Modern Painters | may 2016
Saskia Noor van Imhoff
De Appel Arts Centre // February 6–April 10
There is no effort made here to erase any traces of the installation process: sawdust, screws, plugs, and tape that were used to construct a large white podium have been left behind. The podium is used to showcase all kinds of constructions and statues, and the result is a very hip show, with a mixture of found everyday objects and paintings and installations. Van Imhoff’s fascination with series and collections is omnipresent and highlights new relationships between objects and artifacts.

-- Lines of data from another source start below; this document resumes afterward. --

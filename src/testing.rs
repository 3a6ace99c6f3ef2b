//! Small programs shared by the unit tests.

use crate::frontend::{JType, Program, Value};
use crate::ir::{FieldIdx, Stmt};
use crate::pointer_analysis::AnalysisState;

pub(crate) const MAIN: &str = "<Main: void main()>";

/// ```text
/// class A { Object f; Object foo(); void set(Object); Object get(); A self(); }
/// class B extends A { Object foo(); }
/// class C extends A {}
/// ```
/// `Main` holds one static entry per scenario; every allocation is assigned
/// to a variable with a name unique in the program.
pub(crate) fn zoo() -> Program {
    let mut p = Program::new();
    let object = p.add_class("java.lang.Object", None);
    let a = p.add_class("A", Some(object));
    let b = p.add_class("B", Some(a));
    let c = p.add_class("C", Some(a));
    let main = p.add_class("Main", Some(object));
    let obj = JType::Class(object);
    let f = p.add_field(a, "f", obj.clone());

    let a_foo = p.add_method(a, "foo", vec![], Some(obj.clone()));
    let mut body = p.body_builder(a_foo);
    let r = body.local("fooA", obj.clone());
    body.new_object(r, object).ret(Some(Value::Local(r)));
    p.set_body(a_foo, body.finish());

    let b_foo = p.add_method(b, "foo", vec![], Some(obj.clone()));
    let mut body = p.body_builder(b_foo);
    let r = body.local("fooB", obj.clone());
    body.new_object(r, b).ret(Some(Value::Local(r)));
    p.set_body(b_foo, body.finish());

    let set = p.add_method(a, "set", vec![obj.clone()], None);
    let mut body = p.body_builder(set);
    let (this, v) = (body.this().unwrap(), body.param(0));
    body.store(this, f, Value::Local(v)).ret(None);
    p.set_body(set, body.finish());

    let get = p.add_method(a, "get", vec![], Some(obj.clone()));
    let mut body = p.body_builder(get);
    let this = body.this().unwrap();
    let got = body.local("got", obj.clone());
    body.load(got, this, f).ret(Some(Value::Local(got)));
    p.set_body(get, body.finish());

    let a_self = p.add_method(a, "self", vec![], Some(JType::Class(a)));
    let mut body = p.body_builder(a_self);
    let this = body.this().unwrap();
    body.ret(Some(Value::Local(this)));
    p.set_body(a_self, body.finish());

    let id = p.add_static_method(main, "id", vec![obj.clone()], Some(obj.clone()));
    let mut body = p.body_builder(id);
    let arg = body.param(0);
    body.ret(Some(Value::Local(arg)));
    p.set_body(id, body.finish());

    let lp = p.add_static_method(main, "loop", vec![obj.clone()], Some(obj.clone()));
    let mut body = p.body_builder(lp);
    let arg = body.param(0);
    let q = body.local("q", obj.clone());
    body.invoke_static(Some(q), lp, vec![Value::Local(arg)])
        .ret(Some(Value::Local(arg)));
    p.set_body(lp, body.finish());

    // a = objB; a = objC; r = a.foo(); o = new Object; a.set(o); g = a.get(); s = id(o)
    let entry = p.add_static_method(main, "main", vec![], None);
    let mut body = p.body_builder(entry);
    let local_a = body.local("a", JType::Class(a));
    let (obj_b, obj_c) = (body.local("objB", JType::Class(b)), body.local("objC", JType::Class(c)));
    let (r, o, g, s) = (
        body.local("r", obj.clone()),
        body.local("o", obj.clone()),
        body.local("g", obj.clone()),
        body.local("s", obj.clone()),
    );
    body.new_object(obj_b, b)
        .new_object(obj_c, c)
        .assign(local_a, obj_b)
        .assign(local_a, obj_c)
        .invoke_virtual(Some(r), local_a, a_foo, vec![])
        .new_object(o, object)
        .invoke_virtual(None, local_a, set, vec![Value::Local(o)])
        .invoke_virtual(Some(g), local_a, get, vec![])
        .invoke_static(Some(s), id, vec![Value::Local(o)])
        .ret(None);
    p.set_body(entry, body.finish());

    let unreachable = p.add_static_method(main, "unreachable", vec![], None);
    let mut body = p.body_builder(unreachable);
    let u = body.local("u", obj.clone());
    body.new_object(u, object).ret(None);
    p.set_body(unreachable, body.finish());

    // sb = new B; ss = sb.<A: A self()>(); sf = sb.<A: Object foo()>(), both invokespecial
    let special = p.add_static_method(main, "special", vec![], None);
    let mut body = p.body_builder(special);
    let sb = body.local("sb", JType::Class(b));
    let ss = body.local("ss", JType::Class(a));
    let sf = body.local("sf", obj.clone());
    body.new_object(sb, b)
        .invoke_special(Some(ss), sb, a_self, vec![])
        .invoke_special(Some(sf), sb, a_foo, vec![])
        .ret(None);
    p.set_body(special, body.finish());

    // bo = new Object; br = bo.<A: Object foo()>()
    let bad = p.add_static_method(main, "bad", vec![], None);
    let mut body = p.body_builder(bad);
    let bo = body.local("bo", JType::Class(a));
    let br = body.local("br", obj.clone());
    body.new_object(bo, object)
        .invoke_virtual(Some(br), bo, a_foo, vec![])
        .ret(None);
    p.set_body(bad, body.finish());

    // lo = new Object; lr = loop(lo)
    let recursive = p.add_static_method(main, "recursive", vec![], None);
    let mut body = p.body_builder(recursive);
    let lo = body.local("lo", obj.clone());
    let lr = body.local("lr", obj.clone());
    body.new_object(lo, object)
        .invoke_static(Some(lr), lp, vec![Value::Local(lo)])
        .ret(None);
    p.set_body(recursive, body.finish());

    // o1 = new Object; o2 = new Object; s1 = id(o1); s2 = id(o2)
    let twice = p.add_static_method(main, "twice", vec![], None);
    let mut body = p.body_builder(twice);
    let (o1, o2) = (body.local("o1", obj.clone()), body.local("o2", obj.clone()));
    let (s1, s2) = (body.local("s1", obj.clone()), body.local("s2", obj));
    body.new_object(o1, object)
        .new_object(o2, object)
        .invoke_static(Some(s1), id, vec![Value::Local(o1)])
        .invoke_static(Some(s2), id, vec![Value::Local(o2)])
        .ret(None);
    p.set_body(twice, body.finish());

    p
}

/// Names of the variables that received the objects `var` of `method` points to.
pub(crate) fn pts_names(state: &AnalysisState<'_>, method: &str, var: &str) -> Vec<String> {
    let elements = state.elements();
    let m = elements.find_method(method).unwrap();
    let v = elements.var_by_name(m, var).unwrap();
    let mut names: Vec<String> = state
        .points_to_var(v)
        .into_iter()
        .map(|o| match elements.stmt(state.obj(o).alloc).stmt {
            Stmt::Allocation { lhs, .. } => elements.var(lhs).name.clone(),
            ref other => panic!("{:?} is not an allocation", other),
        })
        .collect();
    names.sort();
    names.dedup();
    names
}

pub(crate) fn reachable_signatures(state: &AnalysisState<'_>) -> Vec<String> {
    let mut signatures: Vec<String> = state
        .reachable_methods()
        .into_iter()
        .map(|m| state.elements().method_data(m).signature.clone())
        .collect();
    signatures.sort();
    signatures
}

pub(crate) fn field_named(state: &AnalysisState<'_>, name: &str) -> FieldIdx {
    let elements = state.elements();
    (0..elements.num_fields())
        .map(|i| FieldIdx(i as u32))
        .find(|&f| elements.field_data(f).name == name)
        .unwrap()
}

Niek Hendrix and Navine G. Khan-Dossos
Galerie Roger Katwijk // February 20–March 26
The murals in this exhibition bring to mind the colorful screens of TV-broadcast test patterns. Layered with references to the Islamic state flag adopted by ISIS—whose terror is transmitted daily into Western households via screens— they remind us of how mass media transmits values as well as images. In these works, Khan-Dossos and Hendrix collaborate to investigate these effects in the context of the flag, painting their own version, stripped of its symbols, on the gallery walls. The turmoil of the rectangular frames is both hopeful and intimidating.
Seth Siegelaub
Stedelijk Museum//December 12, 2015–April 17 2016
Known as an organizer of the earliest exhibitions of Conceptual art—and never identifying as an artist himself—Siegelaub, who died in 2013, drew radical conclu- sions, advocating for ideas to be considered artworks. The stedelijk Museum has reconstructed the gallerist, curator, publisher, researcher, archivist, collector, and bibliographer’s first exhibitions, and the outcome is a beautiful homage: a selection of documentation in the form of books and textiles. Take, for example, the Xerox Book, 1968. Siegelaub called it his “first ‘big’ group show,” and it includes substantial works on paper by the likes of Sol LeWitt and Lawrence Weiner.